If both tests return negative then you may leave isolation on day seven.

But if either test is positive, you must continue to isolate and follow NSW’s guidelines for testing positive.

Read more here.

Queensland

Am I a close contact? 

Queensland has also adopted the new national definition of close contact.

What are the quarantine rules? 

Once you find out you are a close contact, you must:

  • Use a rapid antigen test if you don’t have COVID-19 symptoms or a PCR test if you do have symptoms
  • Quarantine for seven days since your last contact with the diagnosed person.

If you have no symptoms, you may leave quarantine when:

  • You have completed seven days of quarantine and returned a negative rapid antigen test from day six of isolation
  • You have not received further direction to isolate from the government.

Read more here.

Northern Territory

Am I a close contact? 

The Territory is operating under the new national definition.

What are the quarantine rules?

Vaccinated close contacts must quarantine immediately for seven days, while unvaccinated close contacts will still need to isolate for 14 days.

If you have symptoms, you must get a PCR test in the first three days and then do a rapid antigen test on day six.

If you don’t have symptoms, you need to do a rapid antigen test in the first three days and again on day six.

Tasmania

Am I a close contact? 

Tasmania has also updated its definition of close contact in line with the national changes.

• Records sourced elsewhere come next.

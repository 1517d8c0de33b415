//! Sample-level gain envelope: fade-in ramp, steady volume, fade-out ramp.
//!
//! Gains are applied per frame, so every channel of a frame is scaled by the
//! same factor. Scaled samples are truncated toward zero and clamped to the
//! i16 range.

use std::time::Duration;

/// Number of frames covering `duration` at `sample_rate`
pub fn frames_for(duration: Duration, sample_rate: u32) -> u64 {
    (duration.as_secs_f64() * sample_rate as f64) as u64
}

/// Scale one sample, truncating toward zero
#[inline]
pub fn scale_sample(sample: i16, gain: f32) -> i16 {
    let scaled = (sample as f64 * gain as f64).trunc();
    scaled.clamp(i16::MIN as f64, i16::MAX as f64) as i16
}

#[derive(Debug, Clone, Copy, PartialEq, Eq)]
struct FadeOut {
    total: u64,
    elapsed: u64,
}

impl FadeOut {
    fn factor(&self) -> f64 {
        if self.elapsed >= self.total {
            0.0
        } else {
            (self.total - self.elapsed) as f64 / self.total as f64
        }
    }
}

/// Gain envelope for one track.
///
/// `frames_played` persists across blocks so a fade-in spanning several
/// blocks stays continuous.
#[derive(Debug, Clone)]
pub struct SampleEnvelope {
    fade_in_frames: u64,
    frames_played: u64,
    fade_out: Option<FadeOut>,
}

impl SampleEnvelope {
    pub fn new(fade_in_frames: u64) -> Self {
        Self {
            fade_in_frames,
            frames_played: 0,
            fade_out: None,
        }
    }

    pub fn from_duration(fade_in: Duration, sample_rate: u32) -> Self {
        Self::new(frames_for(fade_in, sample_rate))
    }

    pub fn fade_in_frames(&self) -> u64 {
        self.fade_in_frames
    }

    pub fn frames_played(&self) -> u64 {
        self.frames_played
    }

    /// Fade-in gain at a global frame offset, ignoring any fade-out
    pub fn gain_at(&self, frame: u64, volume: f32) -> f32 {
        if frame >= self.fade_in_frames {
            volume
        } else {
            (frame as f64 / self.fade_in_frames as f64 * volume as f64) as f32
        }
    }

    /// Start ramping to silence over `frames` frames. Ignored if already fading out.
    pub fn begin_fade_out(&mut self, frames: u64) {
        if self.fade_out.is_none() {
            self.fade_out = Some(FadeOut { total: frames, elapsed: 0 });
        }
    }

    pub fn is_fading_out(&self) -> bool {
        self.fade_out.is_some()
    }

    pub fn fade_out_complete(&self) -> bool {
        matches!(self.fade_out, Some(fade) if fade.elapsed >= fade.total)
    }

    /// Scale an interleaved block in place and return the number of frames processed
    pub fn apply(&mut self, samples: &mut [i16], channels: u16, volume: f32) -> usize {
        let channels = channels.max(1) as usize;
        let mut frames = 0;

        for frame in samples.chunks_mut(channels) {
            let mut gain = self.gain_at(self.frames_played, volume) as f64;
            if let Some(fade) = self.fade_out.as_mut() {
                gain *= fade.factor();
                fade.elapsed = fade.elapsed.saturating_add(1);
            }

            for sample in frame.iter_mut() {
                *sample = scale_sample(*sample, gain as f32);
            }

            self.frames_played += 1;
            frames += 1;
        }

        frames
    }

    /// Same as [`apply`](Self::apply) for 16-bit little-endian encoded PCM
    pub fn apply_le_bytes(&mut self, bytes: &mut [u8], channels: u16, volume: f32) -> usize {
        let mut samples: Vec<i16> = bytes
            .chunks_exact(2)
            .map(|pair| i16::from_le_bytes([pair[0], pair[1]]))
            .collect();

        let frames = self.apply(&mut samples, channels, volume);

        for (pair, sample) in bytes.chunks_exact_mut(2).zip(samples) {
            pair.copy_from_slice(&sample.to_le_bytes());
        }
        frames
    }
}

What are the quarantine rules?

If you are a close contact, you are required to quarantine for seven days and have a rapid antigen test on days one and six.

If your first RAT result is negative, you still need to isolate for seven days. If your second RAT result is positive, you need to get a PCR test. But if your day six RAT result is negative, then you’re free to exit isolation on day seven.

It is strongly recommended that close contacts continue to wear a mask at all times for a further seven days after they leave quarantine.

They should also avoid high-risk settings.

Read more here.

South Australia

Am I a close contact? 

In South Australia, close contacts will continue to be defined as:

  • Household and household-like contacts and intimate partners
  • Those who have been in a setting where there has been significant transmission of COVID-19 (and there has been greater than 15 minutes of face-to-face contact)
  • Those in high-risk communities/settings/workplaces where someone has tested positive for the virus (and there has been greater than 15 minutes of face-to-face contact).

What are the quarantine rules?

For close contacts in South Australia, you need to isolate for seven days.

Get an initial PCR test on day one and again on day six, even if your first test is negative.

A negative day six PCR test is required to be released from quarantine.

Read more here.

ACT

Am I a close contact? 

In the ACT, close contacts include all your household members, someone who has spent more than four hours with you in the same room or a small area in a house, accommodation or care facility.

What are the quarantine rules?

Note: ACT Health is currently reviewing its page, so check back for more updates.

As of December 31, 2021, all close contacts are required to:

  • Immediately quarantine for seven days after you were last exposed to the diagnosed person
  • Complete the close contact declaration form (unless directed otherwise when contacted directly by ACT Health)
  • Get tested for the virus.

Read more here.

Western Australia

Although WA Premier Mark McGowan has agreed to the new changes “in principle”, WA will continue using its existing close contact and isolation rules until a later stage.

At present, the state still imposes a 14-day quarantine.